ついに退役迫る! かつて“景品にされかけた”有名すぎる戦闘機の40年 お茶の間を騒がせた事件とは
アメリカ海兵隊が運用するAV-8B「ハリアーII」の退役が刻一刻と近づいています。数々の実戦に参加し、一般にも話題を振りまいた40年を見てみます。
コーラの景品にされかけたハリアーII
この人気に目を付けたのが、ペプシコーラを製造販売しているペプシコ社です。

ペプシコ社は1995年から96年にかけてアメリカで展開された販促キャンペーン「ペプシスタッフ」で、ペプシコーラの購入でポイントを貯めれば、ハリアーIIと交換できるとテレビCMで喧伝しました。
キャンペーンは500ミリリットル入りのペプシコーラ1箱分(24本)を購入すると、10ポイントが購入者に与えられる仕組みで、ハリアーIIとの交換には「700万ポイント」を必要としていました。
700万ポイントの獲得は現実的な話ではなく、当然ペプシコもジョークのつもりだったのですが、15ポイントを貯めた購入者は、商品交換に必要な不足分のポイントを、1ポイント10セントに換算して応募できることとしたことから、大騒動に発展します。
大学生が挑んだ70万ドルの賭け
当時大学で経営学を専攻していたジョン・レナード氏が、ポイント不足分を金銭で補えるという仕組みに目を付け、ペプシコーラ36本分のポイントに添えて、不足している69万9998.5ポイントに相当する69万9998.5ドルに手数料10ドルを加算した小切手を添えて応募したのです。
レナード氏の応募を受け付けたペプシコ社は、ハリアーIIとの交換は販促キャンペーンのユーモアであるとして、レナード氏に小切手を返送しました。しかしレナード氏は納得せず、その後の話し合いでもレナード氏がペプシコ社の主張に納得することはありませんでした。
このためペプシコ社は、レナード氏にハリアーIIを提供する義務がないことを確認するため、連邦地方裁判所に提訴。一方のレナード氏も、ペプシコ社の販促キャンペーンが虚偽広告、不公正取引に当たるとして、連邦地方裁判所に提訴しています。
ペプシコ社とレナード氏の双方から提訴を受けた連邦地方裁判所は、ポイント交換キャンペーンのカタログにはハリアーIIが記載されておらず、ペプシコ社のキャンペーンは「明白な冗談である」として、レナード氏の訴えを棄却し、ペプシコ社がレナード氏にハリアーIIを提供する義務がないことを確認しています。

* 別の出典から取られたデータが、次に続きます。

//! Placeholder templates for rule statements.

use once_cell::sync::Lazy;
use regex::{Captures, Regex};
use serde::{Deserialize, Serialize};

use super::aggregate::Aggregate;

// `{name}` placeholders; names are lowercase words optionally followed by digits.
static PLACEHOLDER: Lazy<Regex> = Lazy::new(|| Regex::new(r"\{([a-z_]+[0-9]*)\}").unwrap());

/// Rule text with `{placeholder}` slots.
///
/// Recognized placeholders when rendering an [`Aggregate`]:
///
/// - `{k0}`, `{k1}`, …: group key parts
/// - `{rate}`: observed rate as a rounded percentage
/// - `{hits}` / `{support}`: predicate hits and group size
/// - `{mean}`: observed mean with thousands separators
/// - `{value}`: observed value with two decimals
///
/// Unknown placeholders are left untouched.
#[derive(Debug, Clone, PartialEq, Eq, Serialize, Deserialize)]
#[serde(transparent)]
pub struct Template(String);

impl Template {
    /// Create a template from text.
    pub fn new(text: impl Into<String>) -> Self {
        Self(text.into())
    }

    /// The raw template text.
    pub fn as_str(&self) -> &str {
        &self.0
    }

    /// Render with an arbitrary placeholder lookup.
    pub fn render_with<F>(&self, lookup: F) -> String
    where
        F: Fn(&str) -> Option<String>,
    {
        PLACEHOLDER
            .replace_all(&self.0, |caps: &Captures| {
                lookup(&caps[1]).unwrap_or_else(|| caps[0].to_string())
            })
            .into_owned()
    }

    /// Render for one group aggregate.
    pub fn render(&self, aggregate: &Aggregate) -> String {
        self.render_with(|name| aggregate_var(aggregate, name))
    }

    /// Names of the placeholders used by this template.
    pub fn placeholders(&self) -> Vec<&str> {
        PLACEHOLDER
            .captures_iter(&self.0)
            .filter_map(|c| c.get(1).map(|m| m.as_str()))
            .collect()
    }
}

impl From<&str> for Template {
    fn from(text: &str) -> Self {
        Self::new(text)
    }
}

fn aggregate_var(aggregate: &Aggregate, name: &str) -> Option<String> {
    match name {
        "rate" => aggregate.observed.map(format_percent),
        "hits" => Some(aggregate.hits.to_string()),
        "support" => Some(aggregate.support.to_string()),
        "mean" => aggregate.observed.map(format_thousands),
        "value" => aggregate.observed.map(|v| format!("{:.2}", v)),
        _ => {
            let index: usize = name.strip_prefix('k')?.parse().ok()?;
            aggregate.key.part(index).map(str::to_string)
        }
    }
}

/// Format a fraction as a rounded percentage without the sign, e.g. `0.667 -> "67"`.
pub fn format_percent(rate: f64) -> String {
    format!("{}", (rate * 100.0).round() as i64)
}

/// Format a number rounded to an integer with comma thousands separators.
pub fn format_thousands(value: f64) -> String {
    let rounded = value.round() as i64;
    let digits = rounded.unsigned_abs().to_string();

    let mut out = String::with_capacity(digits.len() + digits.len() / 3 + 1);
    if rounded < 0 {
        out.push('-');
    }
    for (i, ch) in digits.chars().enumerate() {
        if i > 0 && (digits.len() - i) % 3 == 0 {
            out.push(',');
        }
        out.push(ch);
    }
    out
}
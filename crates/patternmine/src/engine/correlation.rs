//! Pearson correlation between two numeric fields.

use serde::{Deserialize, Serialize};

use crate::record::Record;

/// Minimum paired observations for a correlation to be reported.
pub const MIN_PAIRS: usize = 5;

/// Correlation between two fields across a record set.
#[derive(Debug, Clone, PartialEq, Serialize, Deserialize)]
pub struct Correlation {
    pub field_a: String,
    pub field_b: String,
    /// Records where both fields are numeric.
    pub pairs: usize,
    /// `None` when undetermined: too few pairs or a constant side.
    pub coefficient: Option<f64>,
}

impl Correlation {
    /// Returns true if a coefficient could be computed.
    pub fn is_determined(&self) -> bool {
        self.coefficient.is_some()
    }
}

/// Compute the Pearson correlation of two fields over paired observations.
pub fn pearson(records: &[Record], field_a: &str, field_b: &str) -> Correlation {
    let pairs: Vec<(f64, f64)> = records
        .iter()
        .filter_map(|r| Some((r.number(field_a)?, r.number(field_b)?)))
        .collect();

    let coefficient = if pairs.len() < MIN_PAIRS {
        None
    } else {
        coefficient(&pairs)
    };

    Correlation {
        field_a: field_a.to_string(),
        field_b: field_b.to_string(),
        pairs: pairs.len(),
        coefficient,
    }
}

fn coefficient(pairs: &[(f64, f64)]) -> Option<f64> {
    let n = pairs.len() as f64;
    let mean_a = pairs.iter().map(|p| p.0).sum::<f64>() / n;
    let mean_b = pairs.iter().map(|p| p.1).sum::<f64>() / n;

    let mut cov = 0.0;
    let mut var_a = 0.0;
    let mut var_b = 0.0;
    for &(a, b) in pairs {
        let da = a - mean_a;
        let db = b - mean_b;
        cov += da * db;
        var_a += da * da;
        var_b += db * db;
    }

    let denom = (var_a * var_b).sqrt();
    if denom > 0.0 {
        Some((cov / denom).clamp(-1.0, 1.0))
    } else {
        None
    }
}

#[cfg(test)]
mod tests {
    use super::*;
    use serde_json::json;

    fn pairs(data: &[(f64, f64)]) -> Vec<Record> {
        data.iter()
            .map(|(a, b)| Record::from_value(json!({"a": a, "b": b})).unwrap())
            .collect()
    }

    #[test]
    fn test_perfect_positive() {
        let records = pairs(&[(1.0, 2.0), (2.0, 4.0), (3.0, 6.0), (4.0, 8.0), (5.0, 10.0)]);
        let c = pearson(&records, "a", "b");
        assert_eq!(c.pairs, 5);
        assert!((c.coefficient.unwrap() - 1.0).abs() < 1e-12);
    }

    #[test]
    fn test_perfect_negative() {
        let records = pairs(&[(1.0, 5.0), (2.0, 4.0), (3.0, 3.0), (4.0, 2.0), (5.0, 1.0)]);
        let c = pearson(&records, "a", "b");
        assert!((c.coefficient.unwrap() + 1.0).abs() < 1e-12);
    }

    #[test]
    fn test_undetermined_under_five_pairs() {
        let records = pairs(&[(1.0, 2.0), (2.0, 4.0), (3.0, 6.0), (4.0, 8.0)]);
        let c = pearson(&records, "a", "b");
        assert!(!c.is_determined());
        assert_eq!(c.pairs, 4);
    }

    #[test]
    fn test_unpaired_records_ignored() {
        let mut records = pairs(&[(1.0, 1.0), (2.0, 2.0), (3.0, 3.0), (4.0, 4.0)]);
        records.push(Record::from_value(json!({"a": 9})).unwrap());
        assert_eq!(pearson(&records, "a", "b").pairs, 4);
    }

    #[test]
    fn test_constant_side_undetermined() {
        let records = pairs(&[(1.0, 3.0), (2.0, 3.0), (3.0, 3.0), (4.0, 3.0), (5.0, 3.0)]);
        assert_eq!(pearson(&records, "a", "b").coefficient, None);
    }
}
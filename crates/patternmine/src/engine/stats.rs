//! Summary statistics over numeric samples.

use serde::{Deserialize, Serialize};

// =============================================================================
// STREAMING STATISTICS
// =============================================================================
// Welford's online algorithm for computing mean and variance in a single pass.

/// Streaming mean/variance accumulator using Welford's algorithm.
#[derive(Debug, Clone)]
pub struct StreamingStats {
    count: usize,
    mean: f64,
    m2: f64, // Sum of squared differences from mean
    min: f64,
    max: f64,
}

impl StreamingStats {
    /// Create an empty accumulator.
    pub fn new() -> Self {
        Self {
            count: 0,
            mean: 0.0,
            m2: 0.0,
            min: f64::INFINITY,
            max: f64::NEG_INFINITY,
        }
    }

    /// Add a value.
    pub fn add(&mut self, value: f64) {
        self.count += 1;

        let delta = value - self.mean;
        self.mean += delta / self.count as f64;
        let delta2 = value - self.mean;
        self.m2 += delta * delta2;

        if value < self.min {
            self.min = value;
        }
        if value > self.max {
            self.max = value;
        }
    }

    /// Number of values seen.
    pub fn count(&self) -> usize {
        self.count
    }

    /// Mean of the values seen, `None` when empty.
    pub fn mean(&self) -> Option<f64> {
        (self.count > 0).then_some(self.mean)
    }

    /// Population variance.
    pub fn variance(&self) -> f64 {
        if self.count < 2 {
            0.0
        } else {
            self.m2 / self.count as f64
        }
    }

    /// Population standard deviation.
    pub fn std(&self) -> f64 {
        self.variance().sqrt()
    }

    /// Z-score of a value relative to the accumulated sample.
    ///
    /// `None` when the standard deviation is zero.
    pub fn z_score(&self, value: f64) -> Option<f64> {
        let std = self.std();
        if std > 0.0 {
            Some((value - self.mean) / std)
        } else {
            None
        }
    }
}

impl Default for StreamingStats {
    fn default() -> Self {
        Self::new()
    }
}

impl FromIterator<f64> for StreamingStats {
    fn from_iter<I: IntoIterator<Item = f64>>(iter: I) -> Self {
        let mut stats = Self::new();
        for value in iter {
            stats.add(value);
        }
        stats
    }
}

/// Summary of a numeric sample.
#[derive(Debug, Clone, PartialEq, Serialize, Deserialize)]
pub struct NumericSummary {
    pub count: usize,
    pub mean: f64,
    pub std: f64,
    pub min: f64,
    pub max: f64,
    pub median: f64,
}

impl NumericSummary {
    /// Summarize a sample. Returns `None` for an empty sample.
    pub fn from_values(values: &[f64]) -> Option<Self> {
        if values.is_empty() {
            return None;
        }
        let stats: StreamingStats = values.iter().copied().collect();
        Some(Self {
            count: stats.count,
            mean: stats.mean,
            std: stats.std(),
            min: stats.min,
            max: stats.max,
            median: median(values)?,
        })
    }
}

/// Exact median. Even-length samples average the two middle values.
pub fn median(values: &[f64]) -> Option<f64> {
    if values.is_empty() {
        return None;
    }
    let mut sorted = values.to_vec();
    sorted.sort_by(|a, b| a.total_cmp(b));

    let mid = sorted.len() / 2;
    if sorted.len() % 2 == 0 {
        Some((sorted[mid - 1] + sorted[mid]) / 2.0)
    } else {
        Some(sorted[mid])
    }
}

/// Arithmetic mean, `None` when empty.
pub fn mean(values: &[f64]) -> Option<f64> {
    if values.is_empty() {
        None
    } else {
        Some(values.iter().sum::<f64>() / values.len() as f64)
    }
}
//! The record type: one observation as an ordered field map.

use std::fmt::Write as _;

use indexmap::IndexMap;
use serde::{Deserialize, Serialize};
use serde_json::Value;

/// Rendered text for a missing key part.
pub const UNKNOWN: &str = "Unknown";

/// One observation (client interaction, project, employee-year, tender).
///
/// Field order is preserved from the source document. Equality is
/// structural and ignores field order.
#[derive(Debug, Clone, Default, PartialEq, Serialize, Deserialize)]
#[serde(transparent)]
pub struct Record(IndexMap<String, Value>);

impl Record {
    /// Create an empty record.
    pub fn new() -> Self {
        Self(IndexMap::new())
    }

    /// Build a record from a JSON value. Returns `None` unless it is an object.
    pub fn from_value(value: Value) -> Option<Self> {
        match value {
            Value::Object(map) => Some(map.into_iter().collect()),
            _ => None,
        }
    }

    /// Number of fields.
    pub fn len(&self) -> usize {
        self.0.len()
    }

    /// Returns true if the record has no fields.
    pub fn is_empty(&self) -> bool {
        self.0.is_empty()
    }

    /// Field names in source order.
    pub fn fields(&self) -> impl Iterator<Item = &str> {
        self.0.keys().map(|k| k.as_str())
    }

    /// Iterate over `(field, value)` pairs in source order.
    pub fn iter(&self) -> impl Iterator<Item = (&str, &Value)> {
        self.0.iter().map(|(k, v)| (k.as_str(), v))
    }

    /// Raw value for a field, including explicit nulls.
    pub fn get(&self, field: &str) -> Option<&Value> {
        self.0.get(field)
    }

    /// Non-null value for a field.
    pub fn value(&self, field: &str) -> Option<&Value> {
        self.0.get(field).filter(|v| !v.is_null())
    }

    /// True if the field is absent or null.
    pub fn is_missing(&self, field: &str) -> bool {
        self.value(field).is_none()
    }

    /// Numeric value of a field. Booleans are not numbers.
    pub fn number(&self, field: &str) -> Option<f64> {
        match self.0.get(field) {
            Some(Value::Number(n)) => n.as_f64(),
            _ => None,
        }
    }

    /// String value of a field.
    pub fn text(&self, field: &str) -> Option<&str> {
        self.0.get(field).and_then(Value::as_str)
    }

    /// Boolean value of a field.
    pub fn flag(&self, field: &str) -> Option<bool> {
        self.0.get(field).and_then(Value::as_bool)
    }

    /// List value of a field.
    pub fn list(&self, field: &str) -> Option<&Vec<Value>> {
        self.0.get(field).and_then(Value::as_array)
    }

    /// Render a field as one part of a group key.
    pub fn key_text(&self, field: &str) -> String {
        match self.value(field) {
            Some(value) => render_value(value),
            None => UNKNOWN.to_string(),
        }
    }

    /// Set a field, returning the previous value.
    pub fn insert(&mut self, field: impl Into<String>, value: Value) -> Option<Value> {
        self.0.insert(field.into(), value)
    }

    /// Canonical text form: keys sorted at every level.
    ///
    /// Two records are duplicates iff their canonical forms are equal.
    pub fn canonical(&self) -> String {
        let mut out = String::new();
        write_object(self.0.iter(), &mut out);
        out
    }

    /// Consume the record and return the JSON object.
    pub fn into_value(self) -> Value {
        Value::Object(self.0.into_iter().collect())
    }
}

impl FromIterator<(String, Value)> for Record {
    fn from_iter<I: IntoIterator<Item = (String, Value)>>(iter: I) -> Self {
        Self(iter.into_iter().collect())
    }
}

impl From<IndexMap<String, Value>> for Record {
    fn from(map: IndexMap<String, Value>) -> Self {
        Self(map)
    }
}

/// Render a scalar for display in keys and rule text.
///
/// Integral floats render without a fractional part; lists render as
/// comma-separated items.
pub fn render_value(value: &Value) -> String {
    match value {
        Value::Null => UNKNOWN.to_string(),
        Value::Bool(b) => b.to_string(),
        Value::String(s) => s.clone(),
        Value::Number(n) => {
            if let Some(i) = n.as_i64() {
                i.to_string()
            } else if let Some(f) = n.as_f64() {
                if f.fract() == 0.0 && f.abs() < 1e15 {
                    format!("{}", f as i64)
                } else {
                    f.to_string()
                }
            } else {
                n.to_string()
            }
        }
        Value::Array(items) => items
            .iter()
            .map(render_value)
            .collect::<Vec<_>>()
            .join(", "),
        Value::Object(map) => {
            let mut out = String::new();
            write_object(map.iter(), &mut out);
            out
        }
    }
}

/// Canonical text of a value: object keys sorted at every level.
pub fn canonical_text(value: &Value) -> String {
    let mut out = String::new();
    write_canonical(value, &mut out);
    out
}

fn write_object<'a>(entries: impl Iterator<Item = (&'a String, &'a Value)>, out: &mut String) {
    let mut entries: Vec<_> = entries.collect();
    entries.sort_by(|a, b| a.0.cmp(b.0));

    out.push('{');
    for (i, (key, value)) in entries.into_iter().enumerate() {
        if i > 0 {
            out.push(',');
        }
        let _ = write!(out, "{}:", Value::String(key.clone()));
        write_canonical(value, out);
    }
    out.push('}');
}

fn write_canonical(value: &Value, out: &mut String) {
    match value {
        Value::Object(map) => write_object(map.iter(), out),
        Value::Array(items) => {
            out.push('[');
            for (i, item) in items.iter().enumerate() {
                if i > 0 {
                    out.push(',');
                }
                write_canonical(item, out);
            }
            out.push(']');
        }
        scalar => {
            let _ = write!(out, "{}", scalar);
        }
    }
}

同氏は連邦高等裁判所に控訴しましたが、連邦高裁はこの控訴を棄却。判決は確定しました。この裁判は「レナード対ペプシコ事件」として、法曹関係者以外にも広く知られており、Wikipediaにも独立した項目が設けられています。またアメリカ国防総省はわざわざ、アメリカ軍で使用されている軍用機が、非武装化なしに民間に売却されることはないという声明まで発表しています。
ハリアーIIはその実績で航空史に名を刻む名機となったことは間違いありませんが、妙な形でも歴史に名を残す航空機となったのも、その人気の高さによるものなのかもしれません。